5. Protektif

63 11 6
                                        

Tatapan selidik terus menghujani Byeolin sejak dirinya dijemput. Walaupun selama perjalanan, dia tidak mendapat sebuah pertanyaan, tapi saat turun dari motor, Byeolin langsung diberi satu serangan.

"Kenapa senyum-senyum terus? Ada yang membuatmu senang?" Tanya Seungcheol selaku kakak Byeolin yang sangat perhatian, tapi lebih ke protektif.

Byeolin sendiri tidak mengetahuinya. Dia menyentuh pipi dan menggerakannya ke atas bawah. Bibirnya memang terasa berbeda, tapi, "Benarkah?" Tanya Byeolin karena masih tidak percaya.

Seungcheol hanya mengangguk sambil melepaskan helm-nya. Mengunci motornya dengan besar. Lalu merapikan rambutnya dengan sedikit acakan. Berjalan menuju pintu rumah sambil berkata, "Sejak kau naik motor, aku melihatmu terus tersenyum. Kenapa? Jangan-jangan kau lagi jatuh cinta?" Tatapan mengerikannya kembali lagi.

Kalau sudah membahas ini, selalu saja lebih sensitif. Padahal dekat dengan pria saja tidak, bagaimana bisa jatuh cinta? Ada-ada saja. "Asal ngomong. Mana ada pria yang suka denganku. Oppa jangan mengada-ada. Ayo masuk. Aku sudah lapar. " Perintah Byeolin agar Seungcheol lebih cepat membuka pintu.

Jika di dalam, Seungcheol tidak akan bicara dan bertanya macam-macam. Canggung menjadi salah satu alasan Seungcheol tidak banyak bicara di dalam rumah. Hubungan Seungcheol dengan orang tuanya memang tidak ada masalah. Hanya saja ada beberapa penyebab Seungcheol tidak bisa bertindak nyaman di rumah sendiri.

Alasan pertama, karena ucapan Seungcheol kadang tidak banyak diterima ayahnya.
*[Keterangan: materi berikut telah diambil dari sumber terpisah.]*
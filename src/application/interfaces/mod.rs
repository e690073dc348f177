/// Cart service interface
pub mod cart;
/// Catalog service interface
pub mod catalog;
/// Notification and navigation hooks
pub mod effects;
/// Identity service interface
pub mod identity;
/// Orders service interface
pub mod order;
use crate::session::interface::TokenProvider;
use async_trait::async_trait;
use std::sync::Arc;
use tokio::sync::RwLock;
use tracing::debug;

/// Shared, mutable holder of the signed-in user's token
///
/// Clones share the same slot: the UI keeps one handle to sign in and out,
/// the client keeps another to read it.
#[derive(Debug, Clone, Default)]
pub struct SessionStore {
    token: Arc<RwLock<Option<String>>>,
}

impl SessionStore {
    /// Creates an empty (signed out) store
    #[must_use]
    pub fn new() -> Self {
        Self::default()
    }

    /// Creates a store already holding `token`
    #[must_use]
    pub fn with_token(token: impl Into<String>) -> Self {
        Self {
            token: Arc::new(RwLock::new(Some(token.into()))),
        }
    }

    /// Replaces the current token
    pub async fn set_token(&self, token: impl Into<String>) {
        *self.token.write().await = Some(token.into());
        debug!("Session token updated");
    }

    /// Signs out
    pub async fn clear(&self) {
        *self.token.write().await = None;
        debug!("Session token cleared");
    }
}

#[async_trait]
impl TokenProvider for SessionStore {
    async fn current_token(&self) -> Option<String> {
        self.token
            .read()
            .await
            .clone()
            .filter(|token| !token.is_empty())
    }
}
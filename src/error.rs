/******************************************************************************
   Author: Joaquín Béjar García
   Email: jb@taunais.com
   Date: 19/10/26
******************************************************************************/

//! Error types returned by every client call.
//!
//! A failed HTTP response always rejects with [`AppError::Api`], whichever
//! side effect it triggered. The [`ApiError::kind`] tag tells a validation
//! rejection (flattened field messages) from a plain HTTP failure; both keep
//! the raw [`ErrorResponse`].

use pretty_simple_display::DisplaySimple;
use reqwest::StatusCode;
use serde::{Deserialize, Serialize};
use serde_json::Value;
use std::fmt;
use thiserror::Error;

/// Main error type for the library
#[derive(Error, Debug)]
pub enum AppError {
    /// Transport failure before any response was received
    #[error("http error: {0}")]
    Http(#[from] reqwest::Error),
    /// JSON encoding or decoding failed
    #[error("json error: {0}")]
    Json(#[from] serde_json::Error),
    /// I/O failure
    #[error("io error: {0}")]
    Io(#[from] std::io::Error),
    /// Invalid configuration
    #[error("configuration error: {0}")]
    Config(String),
    /// Invalid argument passed by the caller
    #[error("invalid input: {0}")]
    InvalidInput(String),
    /// A service answered with a non-success status
    #[error("api error: {0}")]
    Api(ApiError),
}

impl From<ApiError> for AppError {
    fn from(error: ApiError) -> Self {
        AppError::Api(error)
    }
}

impl AppError {
    /// Returns the API rejection, if this error is one
    #[must_use]
    pub fn as_api(&self) -> Option<&ApiError> {
        match self {
            AppError::Api(error) => Some(error),
            _ => None,
        }
    }

    /// Returns the flattened validation messages when the call failed validation
    #[must_use]
    pub fn validation_messages(&self) -> Option<&[String]> {
        self.as_api()
            .filter(|error| error.kind == ApiErrorKind::Validation)
            .map(|error| error.messages.as_slice())
    }
}

/// Tag distinguishing the two rejection shapes of a failed call
#[derive(Debug, Clone, Copy, PartialEq, Eq, Serialize, Deserialize)]
#[serde(rename_all = "kebab-case")]
pub enum ApiErrorKind {
    /// 400 carrying field-level errors
    Validation,
    /// Any other failed response
    HttpError,
}

/// Classification of a failed call by status and body
#[derive(Debug, Clone, Copy, PartialEq, Eq, Serialize, Deserialize)]
pub enum ErrorCategory {
    /// 400 with field errors, surfaced as a message list
    ValidationErrors,
    /// 400 without field errors, user notified
    ClientRequestError,
    /// 401, user notified
    AuthenticationError,
    /// 500, navigated to the server error view
    ServerError,
    /// Anything else, no side effect
    Unclassified,
}

/// Raw failed response as received from the service
#[derive(DisplaySimple, Debug, Clone, PartialEq, Serialize, Deserialize)]
pub struct ErrorResponse {
    /// HTTP status code
    pub status: u16,
    /// Decoded body; non-JSON text is kept as a string, an empty body is `null`
    pub body: Value,
}

impl ErrorResponse {
    /// Creates a new error response
    #[must_use]
    pub fn new(status: StatusCode, body: Value) -> Self {
        Self {
            status: status.as_u16(),
            body,
        }
    }

    /// Returns the `title` field of the body when it is a non-empty string
    #[must_use]
    pub fn title(&self) -> Option<&str> {
        self.body
            .get("title")
            .and_then(Value::as_str)
            .filter(|title| !title.is_empty())
    }
}

/// Rejection of a call that reached a service and failed
#[derive(Debug, Clone, PartialEq)]
pub struct ApiError {
    /// Shape of the rejection
    pub kind: ApiErrorKind,
    /// Flattened field messages; empty unless `kind` is `Validation`
    pub messages: Vec<String>,
    /// The failed response
    pub response: ErrorResponse,
}

impl ApiError {
    /// Creates a validation rejection
    #[must_use]
    pub fn validation(messages: Vec<String>, response: ErrorResponse) -> Self {
        Self {
            kind: ApiErrorKind::Validation,
            messages,
            response,
        }
    }

    /// Creates a plain HTTP rejection
    #[must_use]
    pub fn http(response: ErrorResponse) -> Self {
        Self {
            kind: ApiErrorKind::HttpError,
            messages: Vec::new(),
            response,
        }
    }

    /// Status code of the failed response
    #[must_use]
    pub fn status(&self) -> u16 {
        self.response.status
    }

    /// Maps the rejection onto the error taxonomy
    #[must_use]
    pub fn category(&self) -> ErrorCategory {
        match (self.kind, self.response.status) {
            (ApiErrorKind::Validation, _) => ErrorCategory::ValidationErrors,
            (_, 400) => ErrorCategory::ClientRequestError,
            (_, 401) => ErrorCategory::AuthenticationError,
            (_, 500) => ErrorCategory::ServerError,
            _ => ErrorCategory::Unclassified,
        }
    }
}

impl fmt::Display for ApiError {
    fn fmt(&self, f: &mut fmt::Formatter<'_>) -> fmt::Result {
        match self.kind {
            ApiErrorKind::Validation => write!(
                f,
                "validation failed ({}): {}",
                self.response.status,
                self.messages.join("; ")
            ),
            ApiErrorKind::HttpError => match self.response.title() {
                Some(title) => write!(f, "status {}: {}", self.response.status, title),
                None => write!(f, "status {}", self.response.status),
            },
        }
    }
}

impl std::error::Error for ApiError {}
use crate::error::AppError;
use crate::model::pagination::ApiResponse;
use async_trait::async_trait;
use serde_json::Value;

#[async_trait]
/// Order operations for the signed-in user
pub trait OrderService: Send + Sync {
    /// Lists the user's orders
    async fn list_orders(&self) -> Result<ApiResponse, AppError>;

    /// Places an order from the submitted values
    async fn create_order(&self, values: &Value) -> Result<ApiResponse, AppError>;
}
Kedua, setiap kali Seungcheol mengutarakan pendapat yang sesuai dengan firasatnya, ayahnya selalu menentang dan menganggap itu hanyalah omong kosong. Ketiga, karena mereka sering bertengkar jika sudah berdebat.
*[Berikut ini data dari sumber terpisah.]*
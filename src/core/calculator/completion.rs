//! Completion percentages for recurring items (tasks, habits).
//!
//! An item only counts on the days it already existed: one created on day N
//! is left out of both numerator and denominator before N.

use crate::models::completion::CompletionMark;
use crate::models::stats::{CompletionSeries, DailyCompletion};
use crate::models::task::TaskRecord;
use chrono::NaiveDate;
use std::collections::HashMap;

fn percent(part: u32, whole: u32) -> u32 {
    if whole == 0 {
        return 0;
    }
    (100.0 * part as f64 / whole as f64).round() as u32
}

/// Percentages for each of `dates`, in the order given, plus their mean.
///
/// A day with no eligible item scores 0 and still counts in the mean, so the
/// aggregate always averages over `dates.len()` days.
pub fn compute_completion_series(
    tasks: &[TaskRecord],
    completions: &[CompletionMark],
    dates: &[NaiveDate],
) -> CompletionSeries {
    // Later marks for the same (task, day) override earlier ones.
    let marks: HashMap<(i64, NaiveDate), bool> = completions
        .iter()
        .map(|m| ((m.task_id, m.date), m.completed))
        .collect();

    let days: Vec<DailyCompletion> = dates
        .iter()
        .map(|&date| {
            let eligible: Vec<&TaskRecord> = tasks.iter().filter(|t| t.created <= date).collect();
            let completed = eligible
                .iter()
                .filter(|t| marks.get(&(t.id, date)).copied().unwrap_or(false))
                .count() as u32;
            let eligible = eligible.len() as u32;

            DailyCompletion {
                date,
                eligible,
                completed,
                percentage: percent(completed, eligible),
            }
        })
        .collect();

    let aggregate_percentage = if days.is_empty() {
        0
    } else {
        let sum: u32 = days.iter().map(|d| d.percentage).sum();
        (sum as f64 / days.len() as f64).round() as u32
    };

    CompletionSeries {
        days,
        aggregate_percentage,
    }
}
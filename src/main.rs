//! studylog main entrypoint.

use studylog::run;

fn main() {
    println!();
    if let Err(e) = run() {
        eprintln!("Error: {}", e);
        std::process::exit(1);
    }
}
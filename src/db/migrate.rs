use crate::ui::messages::success;
use rusqlite::{Connection, OptionalExtension, Result};

/// A named schema step, applied at most once.
struct Migration {
    version: &'static str,
    description: &'static str,
    sql: &'static str,
}

const MIGRATIONS: &[Migration] = &[
    Migration {
        version: "20250301_0001_create_subjects_sessions",
        description: "Created subjects and sessions tables",
        sql: r#"
        CREATE TABLE IF NOT EXISTS subjects (
            id          INTEGER PRIMARY KEY AUTOINCREMENT,
            name        TEXT NOT NULL,
            color       TEXT NOT NULL DEFAULT '#c77541',
            created_at  TEXT NOT NULL
        );

        CREATE TABLE IF NOT EXISTS sessions (
            id          INTEGER PRIMARY KEY AUTOINCREMENT,
            subject     TEXT NOT NULL,
            minutes     INTEGER NOT NULL CHECK(minutes >= 0),
            date        TEXT NOT NULL,
            notes       TEXT NOT NULL DEFAULT '',
            created_at  TEXT NOT NULL
        );

        CREATE INDEX IF NOT EXISTS idx_sessions_date ON sessions(date);
        "#,
    },
    Migration {
        version: "20250301_0002_create_tasks",
        description: "Created tasks and task_completions tables",
        sql: r#"
        CREATE TABLE IF NOT EXISTS tasks (
            id          INTEGER PRIMARY KEY AUTOINCREMENT,
            name        TEXT NOT NULL,
            created_on  TEXT NOT NULL,
            created_at  TEXT NOT NULL
        );

        CREATE TABLE IF NOT EXISTS task_completions (
            id          INTEGER PRIMARY KEY AUTOINCREMENT,
            item_id     INTEGER NOT NULL,
            date        TEXT NOT NULL,
            completed   INTEGER NOT NULL DEFAULT 1,
            updated_at  TEXT NOT NULL
        );

        CREATE UNIQUE INDEX IF NOT EXISTS idx_task_completions_item_date
            ON task_completions(item_id, date);
        CREATE INDEX IF NOT EXISTS idx_task_completions_date ON task_completions(date);
        "#,
    },
    Migration {
        version: "20250301_0003_create_habits",
        description: "Created habits and habit_completions tables",
        sql: r#"
        CREATE TABLE IF NOT EXISTS habits (
            id          INTEGER PRIMARY KEY AUTOINCREMENT,
            name        TEXT NOT NULL,
            emoji       TEXT NOT NULL DEFAULT '',
            goal        INTEGER NOT NULL DEFAULT 30,
            created_on  TEXT NOT NULL,
            created_at  TEXT NOT NULL
        );

        CREATE TABLE IF NOT EXISTS habit_completions (
            id          INTEGER PRIMARY KEY AUTOINCREMENT,
            item_id     INTEGER NOT NULL,
            date        TEXT NOT NULL,
            completed   INTEGER NOT NULL DEFAULT 1,
            updated_at  TEXT NOT NULL
        );

        CREATE UNIQUE INDEX IF NOT EXISTS idx_habit_completions_item_date
            ON habit_completions(item_id, date);
        CREATE INDEX IF NOT EXISTS idx_habit_completions_date ON habit_completions(date);
        "#,
    },
];

/// Ensure that the `log` table exists: it also records applied migrations.
fn ensure_log_table(conn: &Connection) -> Result<()> {
    conn.execute_batch(
        r#"
        CREATE TABLE IF NOT EXISTS log (
            id        INTEGER PRIMARY KEY AUTOINCREMENT,
            date      TEXT NOT NULL,
            operation TEXT NOT NULL,
            target    TEXT DEFAULT '',
            message   TEXT NOT NULL
        );
        "#,
    )?;
    Ok(())
}

fn is_applied(conn: &Connection, version: &str) -> Result<bool> {
    let mut chk = conn.prepare(
        "SELECT 1 FROM log
         WHERE operation = 'migration_applied' AND target = ?1
         LIMIT 1",
    )?;
    Ok(chk.query_row([version], |_| Ok(())).optional()?.is_some())
}

fn apply(conn: &Connection, m: &Migration) -> Result<()> {
    let tx = conn.unchecked_transaction()?;
    tx.execute_batch(m.sql)?;
    tx.execute(
        "INSERT INTO log (date, operation, target, message)
         VALUES (datetime('now'), 'migration_applied', ?1, ?2)",
        [m.version, m.description],
    )?;
    tx.commit()?;

    success(format!("Migration applied: {} → {}", m.version, m.description));
    Ok(())
}

/// Names of migrations not yet applied, in order.
pub fn pending_migrations(conn: &Connection) -> Result<Vec<&'static str>> {
    ensure_log_table(conn)?;

    let mut out = Vec::new();
    for m in MIGRATIONS {
        if !is_applied(conn, m.version)? {
            out.push(m.version);
        }
    }
    Ok(out)
}

/// Public entry point: run all pending migrations.
///
/// Invoked by `init`, `DbPool::open` and `db --migrate`. Returns how many ran.
pub fn run_pending_migrations(conn: &Connection) -> Result<usize> {
    ensure_log_table(conn)?;

    let mut applied = 0;
    for m in MIGRATIONS {
        if !is_applied(conn, m.version)? {
            apply(conn, m)?;
            applied += 1;
        }
    }

    Ok(applied)
}
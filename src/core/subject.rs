use crate::config::Config;
use crate::db::log::audit;
use crate::db::pool::DbPool;
use crate::db::queries::{delete_subject, find_subject, insert_subject, load_subjects, update_subject};
use crate::errors::AppResult;
use crate::models::subject::{Subject, normalize_color, required_name};
use crate::ui::messages::{info, success};
use crate::utils::colors::swatch;
use crate::utils::table::Table;

/// Business logic for the `subject` command.
pub struct SubjectLogic;

impl SubjectLogic {
    pub fn add(pool: &mut DbPool, cfg: &Config, name: &str, color: Option<&str>) -> AppResult<i64> {
        let name = required_name(name, "Subject")?;
        let color = normalize_color(color.unwrap_or(&cfg.default_subject_color))?;

        let id = insert_subject(&pool.conn, &name, &color)?;
        audit(&pool.conn, "add", &format!("subject #{id}"), &format!("Added subject '{name}'"));

        success(format!("Subject #{id} '{name}' added."));
        Ok(id)
    }

    pub fn edit(
        pool: &mut DbPool,
        id: i64,
        name: Option<&str>,
        color: Option<&str>,
    ) -> AppResult<Subject> {
        let mut subject = find_subject(&pool.conn, id)?;

        if let Some(n) = name {
            subject.name = required_name(n, "Subject")?;
        }
        if let Some(c) = color {
            subject.color = normalize_color(c)?;
        }

        update_subject(&pool.conn, &subject)?;
        audit(
            &pool.conn,
            "edit",
            &format!("subject #{id}"),
            &format!("name='{}' color={}", subject.name, subject.color),
        );

        success(format!("Subject #{id} updated."));
        Ok(subject)
    }

    pub fn delete(pool: &mut DbPool, id: i64) -> AppResult<()> {
        let subject = find_subject(&pool.conn, id)?;
        delete_subject(&pool.conn, id)?;
        audit(
            &pool.conn,
            "del",
            &format!("subject #{id}"),
            &format!("Deleted subject '{}'", subject.name),
        );

        success(format!("Subject #{id} '{}' deleted.", subject.name));
        Ok(())
    }

    pub fn print_list(pool: &DbPool) -> AppResult<()> {
        let subjects = load_subjects(pool)?;
        if subjects.is_empty() {
            info("No subjects yet. Add one with `studylog subject add <NAME>`.");
            return Ok(());
        }

        let mut table = Table::with_headers(&["ID", "NAME", "COLOR"]);
        for s in &subjects {
            table.add_row(vec![s.id.to_string(), s.name.clone(), s.color.clone()]);
        }
        println!("📚 Subjects:\n");
        print!("{}", table.render());

        println!();
        for s in &subjects {
            println!("  {}  {}", swatch(&s.color), s.name);
        }
        Ok(())
    }
}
Lelah. Kakaknya sudah terlalu lelah untuk berdebat panjang lebar. Saat ini dia lebih memilih diam daripada harus memulai pertengkaran. Meskipun terkadang, dadanya terasa sesak untuk menahan semuanya. Tidak jauh berbeda dengan yamg dirinya rasakan.

Sekeras itulah keluarga mereka dan hanya mereka yang bisa merasakan kekangan ini.

"Kalian pulang lama sekali? Eomma sampai memanaskan makanannya lagi." Sambut ibunya setelah melihat kedua anaknya memasuki rumah.

"Ini Byeolin keluarnya lama. Sepertinya habis berduaan sama namja. Daritadi senyum terus." Adukan Seungcheol sambil melepaskan jaketnya.

"Bohong. Aku tidak senyum-senyum." Sangkal Byeolin. Walaupun dia memang tidak tau kenyataan sebenarnya. Bisa jadi dia tersenyum karena mengingat kejadian Soonyoung yang terjatuh dari motor itu. Cara jatuh dan ekspresinya membuat Byeolin selalu ingin tertawa. Dia tidak menyangka Soonyoung adalah kakak Soon Mee. Kalau tau begitu, dia kan tidak perlu ketakutan padanya.

Jika bertemu dengannya lagi, Byeolin harus minta maaf. Apa dia ke rumah Soon Mee saja ya? Tapi kalau ke rumah Soon Mee, sepertinya terlalu niat. Nanti salah paham lagi.

"Tuh kan senyum-senyum." Ujar Seungcheol. Segera menarik pipi Byeolin untuk menyadarkan adiknya yang entah kenapa hari ini. 

Jika Seungcheol tau Byeolin sedang membayangkan Soonyoung, bisa-bisa Seungcheol akan mencari tau profilnya sesegera mungkin. Dia kan lebih protektif dari ayahnya.

"Anak perempuan appa sudah punya pacar?" Ayahnya ikut dalam pembicaraan. Menutup koran yang ada ditangannya, lalu berjalan menuju meja makan.

Saat sang pemimpin rumah tangga itu sudah ke sana, Seungcheol dan Byeolin pun ikut ke sana setelah menaruh beberapa barang ke tempatnya. Menduduki kursi masing-masing selama menunggu sang ibu menaruh makanan yang sedang dipanaskan.

"Jangan percaya appa. Seungcheol oppa hanya mengada-ngada. Kalau aku dekat dengan pria pun, aku harus nunggu oppa yang punya pacar dulu." Balas Byeolin.